- Task inputs -
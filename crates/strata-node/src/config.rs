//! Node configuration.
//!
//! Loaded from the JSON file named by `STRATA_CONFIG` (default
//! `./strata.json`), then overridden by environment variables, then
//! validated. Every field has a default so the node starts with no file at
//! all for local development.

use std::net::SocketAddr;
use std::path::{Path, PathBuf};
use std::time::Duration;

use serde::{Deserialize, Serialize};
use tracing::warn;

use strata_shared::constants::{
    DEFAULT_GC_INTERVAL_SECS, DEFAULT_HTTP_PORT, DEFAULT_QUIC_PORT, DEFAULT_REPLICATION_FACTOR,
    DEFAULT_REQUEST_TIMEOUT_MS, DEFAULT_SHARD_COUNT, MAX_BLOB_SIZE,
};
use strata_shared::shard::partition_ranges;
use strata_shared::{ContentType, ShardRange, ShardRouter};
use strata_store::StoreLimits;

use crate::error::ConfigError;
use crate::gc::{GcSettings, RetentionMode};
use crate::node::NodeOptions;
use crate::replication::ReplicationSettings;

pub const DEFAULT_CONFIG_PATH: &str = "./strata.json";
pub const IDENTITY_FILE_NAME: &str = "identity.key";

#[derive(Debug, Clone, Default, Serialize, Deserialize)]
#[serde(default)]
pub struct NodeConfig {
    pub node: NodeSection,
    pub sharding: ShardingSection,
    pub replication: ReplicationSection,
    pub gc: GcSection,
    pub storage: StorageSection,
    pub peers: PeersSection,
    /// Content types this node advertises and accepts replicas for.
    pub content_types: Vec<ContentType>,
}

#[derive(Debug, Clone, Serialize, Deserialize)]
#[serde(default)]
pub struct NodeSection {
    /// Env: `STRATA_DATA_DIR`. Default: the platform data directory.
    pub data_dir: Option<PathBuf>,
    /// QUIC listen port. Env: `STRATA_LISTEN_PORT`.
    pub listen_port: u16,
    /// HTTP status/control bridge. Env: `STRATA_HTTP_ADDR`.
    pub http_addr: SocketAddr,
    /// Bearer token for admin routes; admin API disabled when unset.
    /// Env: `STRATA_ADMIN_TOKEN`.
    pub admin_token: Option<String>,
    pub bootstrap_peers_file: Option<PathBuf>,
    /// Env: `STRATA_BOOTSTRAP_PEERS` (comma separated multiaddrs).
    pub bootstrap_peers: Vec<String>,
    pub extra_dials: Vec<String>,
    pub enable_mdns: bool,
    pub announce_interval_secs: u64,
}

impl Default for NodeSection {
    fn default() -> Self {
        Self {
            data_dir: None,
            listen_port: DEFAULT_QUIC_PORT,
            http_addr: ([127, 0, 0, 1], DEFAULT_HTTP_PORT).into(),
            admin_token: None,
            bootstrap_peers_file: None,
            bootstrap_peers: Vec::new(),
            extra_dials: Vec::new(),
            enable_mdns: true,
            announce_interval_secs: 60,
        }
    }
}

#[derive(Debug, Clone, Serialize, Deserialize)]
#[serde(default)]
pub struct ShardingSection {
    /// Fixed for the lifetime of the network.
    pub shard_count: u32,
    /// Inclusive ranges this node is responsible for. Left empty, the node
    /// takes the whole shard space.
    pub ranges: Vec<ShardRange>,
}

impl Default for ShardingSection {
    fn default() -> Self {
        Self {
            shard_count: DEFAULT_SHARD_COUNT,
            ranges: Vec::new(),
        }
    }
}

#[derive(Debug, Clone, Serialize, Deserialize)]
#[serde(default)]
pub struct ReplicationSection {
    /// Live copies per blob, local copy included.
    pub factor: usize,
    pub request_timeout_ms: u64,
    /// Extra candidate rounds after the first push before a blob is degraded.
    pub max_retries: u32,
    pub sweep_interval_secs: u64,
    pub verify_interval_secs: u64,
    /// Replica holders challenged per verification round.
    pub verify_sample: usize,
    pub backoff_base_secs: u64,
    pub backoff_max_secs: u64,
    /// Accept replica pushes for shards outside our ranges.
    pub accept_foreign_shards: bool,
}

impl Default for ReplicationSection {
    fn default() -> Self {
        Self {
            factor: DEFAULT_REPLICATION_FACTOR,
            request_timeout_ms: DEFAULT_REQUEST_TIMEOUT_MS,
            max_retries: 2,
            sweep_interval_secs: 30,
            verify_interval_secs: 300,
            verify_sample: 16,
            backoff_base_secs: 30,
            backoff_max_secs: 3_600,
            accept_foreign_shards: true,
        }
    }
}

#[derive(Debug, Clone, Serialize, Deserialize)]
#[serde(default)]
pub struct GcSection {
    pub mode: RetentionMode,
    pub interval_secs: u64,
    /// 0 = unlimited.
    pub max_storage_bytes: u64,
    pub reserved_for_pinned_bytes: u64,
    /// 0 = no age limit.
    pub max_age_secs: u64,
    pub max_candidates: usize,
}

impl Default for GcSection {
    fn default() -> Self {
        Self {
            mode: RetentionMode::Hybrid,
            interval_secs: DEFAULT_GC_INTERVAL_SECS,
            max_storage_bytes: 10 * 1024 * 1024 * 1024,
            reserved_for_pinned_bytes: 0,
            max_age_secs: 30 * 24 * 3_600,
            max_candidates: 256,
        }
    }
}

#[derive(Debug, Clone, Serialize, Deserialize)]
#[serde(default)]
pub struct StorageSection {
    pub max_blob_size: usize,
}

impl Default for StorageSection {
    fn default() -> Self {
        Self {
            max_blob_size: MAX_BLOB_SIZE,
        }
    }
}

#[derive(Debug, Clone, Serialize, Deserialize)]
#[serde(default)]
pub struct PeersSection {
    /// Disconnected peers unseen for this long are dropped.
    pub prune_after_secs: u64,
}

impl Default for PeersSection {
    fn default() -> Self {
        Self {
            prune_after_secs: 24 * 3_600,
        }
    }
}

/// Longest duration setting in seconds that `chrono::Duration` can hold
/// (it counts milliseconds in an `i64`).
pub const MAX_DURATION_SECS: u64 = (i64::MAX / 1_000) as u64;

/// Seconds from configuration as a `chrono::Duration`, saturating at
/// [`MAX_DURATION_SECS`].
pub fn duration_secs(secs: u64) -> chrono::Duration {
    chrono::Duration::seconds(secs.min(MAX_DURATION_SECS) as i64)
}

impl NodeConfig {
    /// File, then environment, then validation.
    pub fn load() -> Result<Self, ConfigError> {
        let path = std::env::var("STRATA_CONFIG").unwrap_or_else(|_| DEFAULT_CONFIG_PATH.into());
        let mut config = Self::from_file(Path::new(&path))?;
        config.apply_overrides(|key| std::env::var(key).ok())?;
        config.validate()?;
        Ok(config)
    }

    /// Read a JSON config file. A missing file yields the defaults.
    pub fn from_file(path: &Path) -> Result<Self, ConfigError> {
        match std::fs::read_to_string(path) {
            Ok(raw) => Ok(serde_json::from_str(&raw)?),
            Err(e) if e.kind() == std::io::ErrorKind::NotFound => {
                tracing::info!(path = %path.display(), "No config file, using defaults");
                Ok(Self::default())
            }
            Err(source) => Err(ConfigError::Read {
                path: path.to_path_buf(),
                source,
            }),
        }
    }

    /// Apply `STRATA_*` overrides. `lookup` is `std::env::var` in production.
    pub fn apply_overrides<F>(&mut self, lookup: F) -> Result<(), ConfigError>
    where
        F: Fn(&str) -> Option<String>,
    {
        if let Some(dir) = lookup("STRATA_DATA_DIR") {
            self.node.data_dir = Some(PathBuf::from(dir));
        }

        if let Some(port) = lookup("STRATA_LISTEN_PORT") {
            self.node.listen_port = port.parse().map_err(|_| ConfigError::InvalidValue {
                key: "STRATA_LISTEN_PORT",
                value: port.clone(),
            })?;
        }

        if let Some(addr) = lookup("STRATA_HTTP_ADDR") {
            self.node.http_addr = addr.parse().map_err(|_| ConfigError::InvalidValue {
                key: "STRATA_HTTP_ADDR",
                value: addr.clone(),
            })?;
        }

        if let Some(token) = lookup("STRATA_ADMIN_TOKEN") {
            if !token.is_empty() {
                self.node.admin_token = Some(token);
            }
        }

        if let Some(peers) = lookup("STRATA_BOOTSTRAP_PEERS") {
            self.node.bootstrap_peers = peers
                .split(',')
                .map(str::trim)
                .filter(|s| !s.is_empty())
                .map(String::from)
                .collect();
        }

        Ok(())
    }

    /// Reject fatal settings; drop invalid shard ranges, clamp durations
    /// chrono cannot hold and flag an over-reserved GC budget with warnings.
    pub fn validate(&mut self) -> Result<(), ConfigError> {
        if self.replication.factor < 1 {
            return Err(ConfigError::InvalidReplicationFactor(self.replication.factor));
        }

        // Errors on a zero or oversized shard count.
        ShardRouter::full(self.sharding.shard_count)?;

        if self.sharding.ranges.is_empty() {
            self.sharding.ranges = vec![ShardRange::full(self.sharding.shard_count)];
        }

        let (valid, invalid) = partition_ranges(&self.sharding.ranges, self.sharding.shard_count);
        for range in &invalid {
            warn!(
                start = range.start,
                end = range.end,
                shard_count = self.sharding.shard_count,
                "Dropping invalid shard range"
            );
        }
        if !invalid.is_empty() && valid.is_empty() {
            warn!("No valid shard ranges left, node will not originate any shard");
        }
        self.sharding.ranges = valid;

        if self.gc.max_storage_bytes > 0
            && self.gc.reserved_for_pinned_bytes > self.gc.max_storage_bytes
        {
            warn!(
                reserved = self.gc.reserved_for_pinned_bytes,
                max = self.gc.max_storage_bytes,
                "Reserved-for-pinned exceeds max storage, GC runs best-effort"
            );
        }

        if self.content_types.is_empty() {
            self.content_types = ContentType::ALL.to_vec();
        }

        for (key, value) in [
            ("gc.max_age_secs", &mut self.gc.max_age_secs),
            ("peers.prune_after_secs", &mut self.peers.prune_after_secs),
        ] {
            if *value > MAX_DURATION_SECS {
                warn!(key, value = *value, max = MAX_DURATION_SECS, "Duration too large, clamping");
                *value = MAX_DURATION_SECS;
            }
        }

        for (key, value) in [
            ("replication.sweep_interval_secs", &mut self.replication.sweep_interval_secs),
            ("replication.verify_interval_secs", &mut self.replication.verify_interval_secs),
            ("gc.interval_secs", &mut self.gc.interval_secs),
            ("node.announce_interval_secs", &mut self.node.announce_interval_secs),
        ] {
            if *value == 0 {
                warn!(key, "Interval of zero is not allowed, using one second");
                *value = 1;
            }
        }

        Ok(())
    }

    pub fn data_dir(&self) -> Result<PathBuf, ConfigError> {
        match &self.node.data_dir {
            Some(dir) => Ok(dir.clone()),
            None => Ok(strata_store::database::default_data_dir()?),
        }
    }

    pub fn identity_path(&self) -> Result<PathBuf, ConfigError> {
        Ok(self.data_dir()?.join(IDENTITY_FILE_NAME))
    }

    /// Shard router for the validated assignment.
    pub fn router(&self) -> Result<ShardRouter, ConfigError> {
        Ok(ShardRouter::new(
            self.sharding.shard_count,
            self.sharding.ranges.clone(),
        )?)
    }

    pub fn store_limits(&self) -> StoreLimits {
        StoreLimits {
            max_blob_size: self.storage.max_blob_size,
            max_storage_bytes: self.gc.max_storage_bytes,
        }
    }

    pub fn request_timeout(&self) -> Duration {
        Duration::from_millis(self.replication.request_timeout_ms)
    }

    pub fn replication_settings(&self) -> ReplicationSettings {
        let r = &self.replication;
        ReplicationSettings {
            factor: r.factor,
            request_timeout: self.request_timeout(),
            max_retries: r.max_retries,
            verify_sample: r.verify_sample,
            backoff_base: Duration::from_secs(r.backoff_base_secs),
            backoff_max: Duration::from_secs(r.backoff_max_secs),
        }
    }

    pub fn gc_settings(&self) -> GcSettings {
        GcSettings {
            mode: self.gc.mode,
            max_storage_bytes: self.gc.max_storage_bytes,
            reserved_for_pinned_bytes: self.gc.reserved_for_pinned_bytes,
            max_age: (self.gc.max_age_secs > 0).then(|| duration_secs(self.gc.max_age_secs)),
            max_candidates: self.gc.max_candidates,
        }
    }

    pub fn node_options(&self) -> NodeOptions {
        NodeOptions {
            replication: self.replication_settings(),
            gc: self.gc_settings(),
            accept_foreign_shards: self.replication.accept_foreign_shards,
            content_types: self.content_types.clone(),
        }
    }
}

---

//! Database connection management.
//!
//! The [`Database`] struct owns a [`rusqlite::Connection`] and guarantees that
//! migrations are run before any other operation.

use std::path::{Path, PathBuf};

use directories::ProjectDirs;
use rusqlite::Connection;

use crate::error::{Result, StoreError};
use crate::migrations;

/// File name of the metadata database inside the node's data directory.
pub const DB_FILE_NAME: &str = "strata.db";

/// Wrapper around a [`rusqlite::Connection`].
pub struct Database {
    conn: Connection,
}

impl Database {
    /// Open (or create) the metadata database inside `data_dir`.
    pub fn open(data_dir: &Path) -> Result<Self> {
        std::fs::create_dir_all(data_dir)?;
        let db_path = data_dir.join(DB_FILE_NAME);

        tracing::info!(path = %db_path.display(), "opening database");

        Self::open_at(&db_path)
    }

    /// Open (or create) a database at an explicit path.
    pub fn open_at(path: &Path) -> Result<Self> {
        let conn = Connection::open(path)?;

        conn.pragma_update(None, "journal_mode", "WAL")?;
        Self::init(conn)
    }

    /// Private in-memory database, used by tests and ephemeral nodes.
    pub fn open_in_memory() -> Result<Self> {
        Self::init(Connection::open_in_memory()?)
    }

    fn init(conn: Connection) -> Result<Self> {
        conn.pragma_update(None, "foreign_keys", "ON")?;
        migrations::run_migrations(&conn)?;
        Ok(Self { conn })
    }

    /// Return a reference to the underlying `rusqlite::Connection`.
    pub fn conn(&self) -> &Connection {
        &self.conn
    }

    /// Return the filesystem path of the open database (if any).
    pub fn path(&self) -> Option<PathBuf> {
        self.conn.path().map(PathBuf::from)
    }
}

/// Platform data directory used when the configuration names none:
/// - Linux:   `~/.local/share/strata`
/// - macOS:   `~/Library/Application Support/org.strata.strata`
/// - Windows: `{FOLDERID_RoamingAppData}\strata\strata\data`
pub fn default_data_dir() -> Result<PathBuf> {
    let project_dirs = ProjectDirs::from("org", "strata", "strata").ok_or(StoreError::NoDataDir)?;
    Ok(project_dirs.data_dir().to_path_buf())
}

- Problem statement -
Pull each line containing "StoreLimits" from the records.

- Result -
use strata_store::StoreLimits;
    pub fn store_limits(&self) -> StoreLimits {
        StoreLimits {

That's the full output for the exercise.